How was I led to sign a protest?

I had just corrected a lesson in morals, the work of a student. I had said to these young people what all of you I am sure would wish me to say to them: that the human person is sacred; that justice is inviolable: that it cannot be sacrificed to passion or to interest, with whatever name they may be decorated. I had told them that justice is not a servant whom we ring for when we need its service; that it is the grand image which should hover over all conflicts of passions and interests, because it alone can be the peacemaker. I returned to my study. A student brought me a petition. I signed it. Our teaching would have no authority, if we were not ready to confirm it by our acts. I have no authority to speak in the name of the university. The painful conflict of duties that has disturbed so many consciences has divided us, but we too highly esteem one another, we hold sincere thought in too great respect, to treat each other as knaves or fools. If you have found on the lists of those protesting so many names of people connected with the university, it is not because of any spirit of revolt. It is because these brave people who, should occasion arise, would hasten to defend the integrity of the national territory consider it their professional duty to maintain another integrity no less precious,—the integrity of the national conscience. But, since the name of the university has been uttered, let us have an understanding. We respect and we love the army. In that we are unanimous. We consider ourselves as workers in the same work, servants of the same cause, soldiers in the same fight. The army of France, the army of mutilated France, is force in the service of right. Never have we separated the cause of right from the cause of the army. Please God that we may soon find ourselves reconciled in the superior thought of the country, and that at last we may be spared the continuance of the painful spectacle of so many French hands withdrawing from one another, when all ought to join in a common and fraternal action. As for M. Zola’s good faith, the very experiences that he is undergoing are sufficient to attest it. He has acted in accordance with his temperament, after the fashion of a man who, shut up in a room where the air is becoming stifling, rushes to the window, and, at the risk of covering himself with blood, breaks the glass to let in a little air and light.

Gabriel Séailles.

The witness-stand was then taken by M. Duclaux, director of the Pasteur Institute, who testified that he signed the protest because it seemed to him that it would be a good thing for a group of men to declare to the public that the Esterhazy trial had not dissipated the obscurity of the Dreyfus trial. His testimony was followed by that of M. Anatole France, member of the French Academy, who, after explaining why he had signed the protest, was asked his opinion of M. Zola’s good faith.

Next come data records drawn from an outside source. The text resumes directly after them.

use std::fs;
use std::path::{Component, Path, PathBuf};

use tracing::debug;

use crate::error::BlobError;
use crate::traits::{BlobMeta, BlobStore};

fn io(e: std::io::Error) -> BlobError {
    BlobError::Io(e.to_string())
}

/// FileStore is a BlobStore backed by the local filesystem.
///
/// Keys map to paths under `base_dir`:
///   key "labels/ab12.json" → `{base_dir}/labels/ab12.json`
///
/// Parent directories are created on `put`. URLs are built from
/// `base_url` when one is configured (the directory is then expected to
/// be served by a static file server), otherwise they are `file://` URLs.
pub struct FileStore {
    base_dir: PathBuf,
    base_url: Option<String>,
}

impl FileStore {
    /// Create a new FileStore rooted at `base_dir`, creating the directory if needed.
    pub fn open(base_dir: &Path) -> Result<Self, BlobError> {
        fs::create_dir_all(base_dir).map_err(io)?;
        let base_dir = base_dir.canonicalize().map_err(io)?;
        Ok(Self {
            base_dir,
            base_url: None,
        })
    }

    /// Serve URLs under `base_url` instead of `file://`.
    pub fn with_base_url(mut self, base_url: impl Into<String>) -> Self {
        let url: String = base_url.into();
        self.base_url = Some(url.trim_end_matches('/').to_string());
        self
    }

    /// Resolve a key to a path under `base_dir`.
    ///
    /// Only plain relative components are allowed, so a key can never
    /// name anything outside the store.
    fn resolve(&self, key: &str) -> Result<PathBuf, BlobError> {
        if key.is_empty() || key.contains('\\') {
            return Err(BlobError::InvalidKey(key.to_string()));
        }
        let rel = Path::new(key);
        let all_normal = rel
            .components()
            .all(|c| matches!(c, Component::Normal(_)));
        if !all_normal {
            return Err(BlobError::InvalidKey(key.to_string()));
        }
        Ok(self.base_dir.join(rel))
    }

    /// Recursively walk `dir`, collecting blobs whose keys match `prefix`.
    fn walk_dir(&self, dir: &Path, prefix: &str, results: &mut Vec<BlobMeta>) -> Result<(), BlobError> {
        if !dir.is_dir() {
            return Ok(());
        }

        for entry in fs::read_dir(dir).map_err(io)? {
            let entry = entry.map_err(io)?;
            let path = entry.path();

            if path.is_dir() {
                self.walk_dir(&path, prefix, results)?;
            } else if path.is_file() {
                let Ok(rel) = path.strip_prefix(&self.base_dir) else {
                    continue;
                };
                let key = rel
                    .components()
                    .map(|c| c.as_os_str().to_string_lossy())
                    .collect::<Vec<_>>()
                    .join("/");
                if key.starts_with(prefix) {
                    let size = entry.metadata().map_err(io)?.len();
                    results.push(BlobMeta { key, size });
                }
            }
        }

        Ok(())
    }
}

impl BlobStore for FileStore {
    fn put(&self, key: &str, data: &[u8]) -> Result<(), BlobError> {
        let path = self.resolve(key)?;
        if let Some(parent) = path.parent() {
            fs::create_dir_all(parent).map_err(io)?;
        }
        fs::write(&path, data).map_err(io)?;
        debug!("blob put {} ({} bytes)", key, data.len());
        Ok(())
    }

    fn get(&self, key: &str) -> Result<Option<Vec<u8>>, BlobError> {
        let path = self.resolve(key)?;
        if !path.is_file() {
            return Ok(None);
        }
        fs::read(&path).map(Some).map_err(io)
    }

    fn delete(&self, key: &str) -> Result<(), BlobError> {
        let path = self.resolve(key)?;
        if path.is_file() {
            fs::remove_file(&path).map_err(io)?;
        }
        Ok(())
    }

    fn exists(&self, key: &str) -> Result<bool, BlobError> {
        Ok(self.resolve(key)?.is_file())
    }

    fn list(&self, prefix: &str) -> Result<Vec<BlobMeta>, BlobError> {
        let mut results = Vec::new();
        self.walk_dir(&self.base_dir, prefix, &mut results)?;
        results.sort_by(|a, b| a.key.cmp(&b.key));
        Ok(results)
    }

    fn url(&self, key: &str) -> Result<String, BlobError> {
        let path = self.resolve(key)?;
        Ok(match &self.base_url {
            Some(base) => format!("{}/{}", base, key),
            None => format!("file://{}", path.display()),
        })
    }
}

M. France.—“Having spent some hours with M. Zola last December, and having been, so to speak, the witness of his thought, I can testify here to his admirable good faith and his absolute sincerity. But the sincerity of M. Zola needs no guarantee; so I will simply say that he is acting, under these circumstances, with courage, according to his temperament, in behalf of justice and truth, inspired by the most generous sentiments.”

General Billot, who had been appealed to to authorize the production of the Uhlan letter, having written to the judge that he would leave the matter to the decision of the court, the court now rendered a decree that it should not be produced, since by a previous decree all matters “relating to the Dreyfus and Esterhazy trials, judged, in whole or in part, behind closed doors, had been excluded from the debate.”